Records for this exercise:
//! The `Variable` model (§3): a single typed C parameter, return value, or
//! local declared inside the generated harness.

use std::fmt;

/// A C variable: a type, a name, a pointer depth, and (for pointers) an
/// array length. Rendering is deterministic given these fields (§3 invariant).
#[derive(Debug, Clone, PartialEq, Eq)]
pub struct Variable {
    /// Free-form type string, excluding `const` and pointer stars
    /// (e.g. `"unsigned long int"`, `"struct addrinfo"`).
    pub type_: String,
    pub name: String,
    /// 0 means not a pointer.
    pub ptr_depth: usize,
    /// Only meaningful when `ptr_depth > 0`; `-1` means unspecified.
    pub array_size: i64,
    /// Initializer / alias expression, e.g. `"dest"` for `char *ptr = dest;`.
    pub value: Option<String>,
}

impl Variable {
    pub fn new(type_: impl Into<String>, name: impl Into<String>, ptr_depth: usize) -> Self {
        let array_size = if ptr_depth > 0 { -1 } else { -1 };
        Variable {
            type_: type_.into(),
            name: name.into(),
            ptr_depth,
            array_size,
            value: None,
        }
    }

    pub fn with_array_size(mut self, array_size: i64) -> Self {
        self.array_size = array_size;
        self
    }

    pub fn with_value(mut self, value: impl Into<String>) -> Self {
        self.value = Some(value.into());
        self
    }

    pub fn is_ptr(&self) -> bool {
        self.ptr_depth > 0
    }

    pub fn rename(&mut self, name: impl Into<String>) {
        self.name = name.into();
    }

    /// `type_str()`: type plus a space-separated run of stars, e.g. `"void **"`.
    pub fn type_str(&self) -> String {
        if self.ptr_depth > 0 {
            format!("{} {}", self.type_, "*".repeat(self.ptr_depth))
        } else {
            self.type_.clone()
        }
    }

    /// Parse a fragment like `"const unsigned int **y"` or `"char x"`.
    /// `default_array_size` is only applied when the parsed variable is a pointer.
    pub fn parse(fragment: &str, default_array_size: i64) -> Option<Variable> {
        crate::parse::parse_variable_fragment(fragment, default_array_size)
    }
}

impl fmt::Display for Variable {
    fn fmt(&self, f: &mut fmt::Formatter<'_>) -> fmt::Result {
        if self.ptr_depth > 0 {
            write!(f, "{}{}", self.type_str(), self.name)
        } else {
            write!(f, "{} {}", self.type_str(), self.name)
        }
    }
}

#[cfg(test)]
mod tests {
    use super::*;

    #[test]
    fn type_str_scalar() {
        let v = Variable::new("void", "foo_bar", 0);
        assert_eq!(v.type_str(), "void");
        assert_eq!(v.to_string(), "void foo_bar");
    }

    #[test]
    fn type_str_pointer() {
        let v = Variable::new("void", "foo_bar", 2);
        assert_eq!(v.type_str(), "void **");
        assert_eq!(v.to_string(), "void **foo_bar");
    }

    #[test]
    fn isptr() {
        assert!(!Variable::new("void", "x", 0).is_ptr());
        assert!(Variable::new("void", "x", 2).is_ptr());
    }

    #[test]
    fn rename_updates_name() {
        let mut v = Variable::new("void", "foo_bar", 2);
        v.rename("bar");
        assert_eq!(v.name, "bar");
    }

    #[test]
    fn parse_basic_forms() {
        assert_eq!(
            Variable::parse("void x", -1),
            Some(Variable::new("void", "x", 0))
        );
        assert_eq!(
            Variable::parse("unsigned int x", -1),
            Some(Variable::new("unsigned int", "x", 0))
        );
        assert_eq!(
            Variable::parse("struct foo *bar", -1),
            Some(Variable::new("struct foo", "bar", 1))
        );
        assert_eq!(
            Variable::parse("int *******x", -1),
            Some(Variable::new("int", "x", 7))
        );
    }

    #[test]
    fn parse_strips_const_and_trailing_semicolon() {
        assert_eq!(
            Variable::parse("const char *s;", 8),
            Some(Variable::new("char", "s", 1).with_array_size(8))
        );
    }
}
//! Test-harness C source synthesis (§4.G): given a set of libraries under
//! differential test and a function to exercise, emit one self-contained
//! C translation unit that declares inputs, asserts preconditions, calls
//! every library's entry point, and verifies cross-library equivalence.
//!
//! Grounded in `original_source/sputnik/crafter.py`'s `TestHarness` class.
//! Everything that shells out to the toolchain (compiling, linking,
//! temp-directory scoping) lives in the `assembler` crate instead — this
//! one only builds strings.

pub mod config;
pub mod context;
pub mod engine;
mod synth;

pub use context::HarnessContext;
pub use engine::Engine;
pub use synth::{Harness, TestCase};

* * *

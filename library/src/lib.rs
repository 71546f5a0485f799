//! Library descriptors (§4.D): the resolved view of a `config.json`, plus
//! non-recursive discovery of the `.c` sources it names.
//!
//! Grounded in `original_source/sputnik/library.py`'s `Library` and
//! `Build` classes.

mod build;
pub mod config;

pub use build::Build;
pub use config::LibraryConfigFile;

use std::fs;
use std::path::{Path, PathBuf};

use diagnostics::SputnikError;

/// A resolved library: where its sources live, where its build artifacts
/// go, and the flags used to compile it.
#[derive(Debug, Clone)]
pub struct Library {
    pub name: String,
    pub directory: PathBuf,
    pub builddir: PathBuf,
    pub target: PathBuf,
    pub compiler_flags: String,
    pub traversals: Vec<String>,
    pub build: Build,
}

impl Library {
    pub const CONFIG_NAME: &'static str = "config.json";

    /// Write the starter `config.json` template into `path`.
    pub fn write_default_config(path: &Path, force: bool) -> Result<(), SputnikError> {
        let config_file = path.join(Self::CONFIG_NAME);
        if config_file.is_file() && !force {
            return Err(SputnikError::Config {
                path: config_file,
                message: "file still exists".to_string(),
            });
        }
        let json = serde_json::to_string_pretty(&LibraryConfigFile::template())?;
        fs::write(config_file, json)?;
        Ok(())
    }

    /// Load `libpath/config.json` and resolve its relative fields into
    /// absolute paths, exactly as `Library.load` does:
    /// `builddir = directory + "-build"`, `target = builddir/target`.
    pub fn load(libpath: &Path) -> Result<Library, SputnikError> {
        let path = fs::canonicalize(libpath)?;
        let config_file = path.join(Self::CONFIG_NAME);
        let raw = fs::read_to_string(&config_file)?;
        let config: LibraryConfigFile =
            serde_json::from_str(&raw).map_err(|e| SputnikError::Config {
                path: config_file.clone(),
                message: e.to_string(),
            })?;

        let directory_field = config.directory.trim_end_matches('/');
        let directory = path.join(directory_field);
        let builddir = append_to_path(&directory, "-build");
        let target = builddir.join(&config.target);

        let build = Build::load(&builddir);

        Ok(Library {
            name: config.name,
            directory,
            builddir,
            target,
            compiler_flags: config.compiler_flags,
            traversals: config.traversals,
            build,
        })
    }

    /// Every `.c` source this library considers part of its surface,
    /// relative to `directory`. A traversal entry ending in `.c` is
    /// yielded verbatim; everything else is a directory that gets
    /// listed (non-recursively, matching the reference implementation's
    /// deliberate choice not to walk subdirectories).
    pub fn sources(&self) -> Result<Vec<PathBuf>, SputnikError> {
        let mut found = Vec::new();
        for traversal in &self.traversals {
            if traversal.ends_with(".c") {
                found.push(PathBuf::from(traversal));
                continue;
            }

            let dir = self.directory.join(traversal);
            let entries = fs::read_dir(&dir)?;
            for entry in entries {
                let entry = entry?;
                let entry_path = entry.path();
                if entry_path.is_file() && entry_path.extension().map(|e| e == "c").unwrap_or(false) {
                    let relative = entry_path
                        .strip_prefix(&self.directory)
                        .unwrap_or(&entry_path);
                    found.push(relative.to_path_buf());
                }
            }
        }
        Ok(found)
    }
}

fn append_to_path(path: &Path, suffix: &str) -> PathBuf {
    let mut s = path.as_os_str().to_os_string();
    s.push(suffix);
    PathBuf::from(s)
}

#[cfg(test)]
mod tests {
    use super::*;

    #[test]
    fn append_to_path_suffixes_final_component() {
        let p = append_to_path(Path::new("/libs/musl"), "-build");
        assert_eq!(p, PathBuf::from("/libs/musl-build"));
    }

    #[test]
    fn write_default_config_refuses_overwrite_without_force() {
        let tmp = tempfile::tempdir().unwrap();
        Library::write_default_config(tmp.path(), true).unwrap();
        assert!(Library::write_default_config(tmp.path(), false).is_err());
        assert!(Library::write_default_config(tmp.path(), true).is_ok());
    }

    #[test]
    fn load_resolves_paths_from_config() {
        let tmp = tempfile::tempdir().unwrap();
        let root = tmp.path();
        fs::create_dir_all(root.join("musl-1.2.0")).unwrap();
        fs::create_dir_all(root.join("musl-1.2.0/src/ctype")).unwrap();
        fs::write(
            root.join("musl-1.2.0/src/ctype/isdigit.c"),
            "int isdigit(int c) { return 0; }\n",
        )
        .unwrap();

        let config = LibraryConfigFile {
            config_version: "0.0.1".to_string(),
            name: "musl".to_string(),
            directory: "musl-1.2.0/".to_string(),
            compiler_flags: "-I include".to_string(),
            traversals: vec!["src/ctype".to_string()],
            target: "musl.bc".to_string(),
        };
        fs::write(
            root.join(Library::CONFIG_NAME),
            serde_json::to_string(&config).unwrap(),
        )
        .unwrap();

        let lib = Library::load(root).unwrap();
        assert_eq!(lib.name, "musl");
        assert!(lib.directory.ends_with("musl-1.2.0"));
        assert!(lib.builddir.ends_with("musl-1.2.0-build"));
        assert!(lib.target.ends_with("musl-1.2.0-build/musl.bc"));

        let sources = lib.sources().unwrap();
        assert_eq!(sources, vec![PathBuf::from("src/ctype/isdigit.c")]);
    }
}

Task prompt:
From the listing above, return the lines starting at the one with "let config: LibraryConfigFile" and ending at the one with "for entry in", both kept, exactly as they appear and nothing more.

Problem solution:
        let config: LibraryConfigFile =
            serde_json::from_str(&raw).map_err(|e| SputnikError::Config {
                path: config_file.clone(),
                message: e.to_string(),
            })?;

        let directory_field = config.directory.trim_end_matches('/');
        let directory = path.join(directory_field);
        let builddir = append_to_path(&directory, "-build");
        let target = builddir.join(&config.target);

        let build = Build::load(&builddir);

        Ok(Library {
            name: config.name,
            directory,
            builddir,
            target,
            compiler_flags: config.compiler_flags,
            traversals: config.traversals,
            build,
        })
    }

    /// Every `.c` source this library considers part of its surface,
    /// relative to `directory`. A traversal entry ending in `.c` is
    /// yielded verbatim; everything else is a directory that gets
    /// listed (non-recursively, matching the reference implementation's
    /// deliberate choice not to walk subdirectories).
    pub fn sources(&self) -> Result<Vec<PathBuf>, SputnikError> {
        let mut found = Vec::new();
        for traversal in &self.traversals {
            if traversal.ends_with(".c") {
                found.push(PathBuf::from(traversal));
                continue;
            }

            let dir = self.directory.join(traversal);
            let entries = fs::read_dir(&dir)?;
            for entry in entries {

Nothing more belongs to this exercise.